Malformed utf8; where's the null byte coming from?

bill_mckinnon · Jun 28, 2006

I've spent some time trying to understand Perl's Unicode support and
its nuances, and I think I actually understand some amount of it. But
the behavior of this snippet of code is puzzling me at the moment:

--
#!/usr/local/bin/perl -w

use Encode qw(decode);

$s = decode('utf8', "Version"); # String w/utf8 flag set
$s =~ s/v\xc3\x83//i;
--

Running this with Perl 5.8.6 on Linux (and Windows) produces this
warning:

$ ./test.pl
Malformed UTF-8 character (unexpected non-continuation byte 0x00,
immediately after start byte 0xc3) in substitution (s///) at ./test.pl
line 7.
$

Granted, what I'm trying to do is to match the literal utf8 bytes
for a Unicode character against a Unicode string, which may not be a
reasonable thing to do. But the way this fails doesn't make any sense
to me; I don't have a null byte after (or before) the \xc3 byte in my
regex. Also, if the regex string was being upgraded to Unicode
(presumably from iso-latin-1) I can see it not doing what I intended,
but this shouldn't cause this error; it should just not match the way I
want. And then if the \x sequences were taken to be code points instead
of literal bytes then that's fine...it may not do what I want, but it
still shouldn't cause this warning.
Does anyone know why this warning is coming up? It makes me think
there's more going on under the surface than just an extra iso-latin-1
-> utf8 conversion. Thanks in advance for any insight.

- Bill

P.S. - I can do the match I want by using the results of
encode('utf8', $s) to do the match; since it's a byte
string everything works fine. But I want to understand
what the issue was with the warning.

Ben Morrow · Jun 28, 2006

Quoth (e-mail address removed):

I've spent some time trying to understand Perl's Unicode support and
its nuances, and I think I actually understand some amount of it.
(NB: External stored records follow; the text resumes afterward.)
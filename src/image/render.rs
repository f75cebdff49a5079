//! Grid to grayscale image conversion.

use image::{GrayImage, ImageBuffer, Luma};
use ndarray::ArrayView2;

use crate::error::{Error, Result};

use super::{DEFAULT_SCALE, GRAY_LEVELS};

/// Value window mapped onto the black-to-white colormap.
#[derive(Debug, Clone, Copy, Default, PartialEq)]
pub enum ValueRange {
    /// Stretch each image between its own finite minimum and maximum.
    #[default]
    Auto,
    /// Clamp every image to a fixed window.
    Fixed { vmin: f32, vmax: f32 },
}

/// Options controlling how a grid becomes pixels.
#[derive(Debug, Clone, Copy, PartialEq)]
pub struct RenderOptions {
    /// Side of the square pixel block drawn for each grid cell.
    pub scale: u32,

    /// Value window for the colormap.
    pub range: ValueRange,
}

impl Default for RenderOptions {
    fn default() -> Self {
        Self {
            scale: DEFAULT_SCALE,
            range: ValueRange::Auto,
        }
    }
}

impl RenderOptions {
    /// Validate the options.
    ///
    /// # Errors
    ///
    /// Returns an error if `scale` is zero or a fixed range is empty or not
    /// finite.
    pub fn validate(&self) -> Result<()> {
        if self.scale == 0 {
            return Err(Error::InvalidParameter {
                name: "scale".to_string(),
                reason: "must be greater than 0".to_string(),
            });
        }

        if let ValueRange::Fixed { vmin, vmax } = self.range {
            if !vmin.is_finite() || !vmax.is_finite() {
                return Err(Error::InvalidParameter {
                    name: "range".to_string(),
                    reason: "vmin and vmax must be finite".to_string(),
                });
            }
            if vmin >= vmax {
                return Err(Error::InvalidParameter {
                    name: "range".to_string(),
                    reason: format!("vmin ({vmin}) must be less than vmax ({vmax})"),
                });
            }
        }

        Ok(())
    }
}

/// Render a grid as an 8-bit grayscale image.
///
/// Cell `(i, j)` becomes the `scale x scale` block whose top-left pixel is
/// `(j * scale, i * scale)`, so the image is `d2 * scale` wide and
/// `d1 * scale` tall. Low values are black and high values white.
///
/// # Errors
///
/// Returns an error if the grid is empty or the scaled size does not fit in
/// `u32`.
pub fn render_gray(grid: ArrayView2<'_, f32>, options: &RenderOptions) -> Result<GrayImage> {
    let (height, width) = grid.dim();

    if height == 0 || width == 0 {
        return Err(Error::UnsupportedDimensions {
            width,
            height,
            reason: "image must have at least one pixel".to_string(),
        });
    }

    let scaled = |cells: usize| {
        u32::try_from(cells)
            .ok()
            .and_then(|c| c.checked_mul(options.scale))
    };
    let (Some(out_width), Some(out_height)) = (scaled(width), scaled(height)) else {
        return Err(Error::UnsupportedDimensions {
            width,
            height,
            reason: format!("too large at scale {}", options.scale),
        });
    };

    let (lo, hi) = match options.range {
        ValueRange::Auto => finite_bounds(grid),
        ValueRange::Fixed { vmin, vmax } => (vmin, vmax),
    };

    // Nearest neighbour: every output pixel samples exactly one cell.
    let scale = options.scale;
    let img = ImageBuffer::from_fn(out_width, out_height, |x, y| {
        let value = grid[[(y / scale) as usize, (x / scale) as usize]];
        Luma([gray_level(value, lo, hi)])
    });

    Ok(img)
}

/// Finite minimum and maximum of a grid, `(NaN, NaN)` when there are none.
fn finite_bounds(grid: ArrayView2<'_, f32>) -> (f32, f32) {
    grid.iter()
        .copied()
        .filter(|v| v.is_finite())
        .fold((f32::NAN, f32::NAN), |(lo, hi), v| (lo.min(v), hi.max(v)))
}

/// Map a value to a gray level in `[0, 255]`.
///
/// Non-finite values and degenerate windows render black.
#[inline]
#[allow(
    clippy::cast_possible_truncation,
    clippy::cast_sign_loss,
    clippy::cast_precision_loss,
    clippy::neg_cmp_op_on_partial_ord
)]
fn gray_level(value: f32, lo: f32, hi: f32) -> u8 {
    if !value.is_finite() || !(hi > lo) {
        return 0;
    }

    let t = ((value - lo) / (hi - lo)).clamp(0.0, 1.0);
    // Safe: t in [0, 1], so the product is in [0, 256] before the cap.
    ((t * GRAY_LEVELS as f32) as u32).min(GRAY_LEVELS - 1) as u8
}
But
the behavior of this snippet of code is puzzling me at the moment:

--
#!/usr/local/bin/perl -w

use Encode qw(decode);

$s = decode('utf8', "Version"); # String w/utf8 flag set
$s =~ s/v\xc3\x83//i;
--

Running this with Perl 5.8.6 on Linux (and Windows) produces this
warning:

$ ./test.pl
Malformed UTF-8 character (unexpected non-continuation byte 0x00,
immediately after start byte 0xc3) in substitution (s///) at ./test.pl
line 7.
$

Some more data points: 5.8.7 i686-linux

1. There is no need for Encode.

my $s = "foo";
utf8::upgrade($s);

works fine (in the sense that it fails).

2. It only fails if the first character matches. This makes sense...

3. It only fails if there are zero-or-one characters after the \xc3.
Putting a second stops the warning.

4. It still fails if the \xc3 is the first character (and the string is
modified to match, obviously).

5. The match does not have to be at the start of the string.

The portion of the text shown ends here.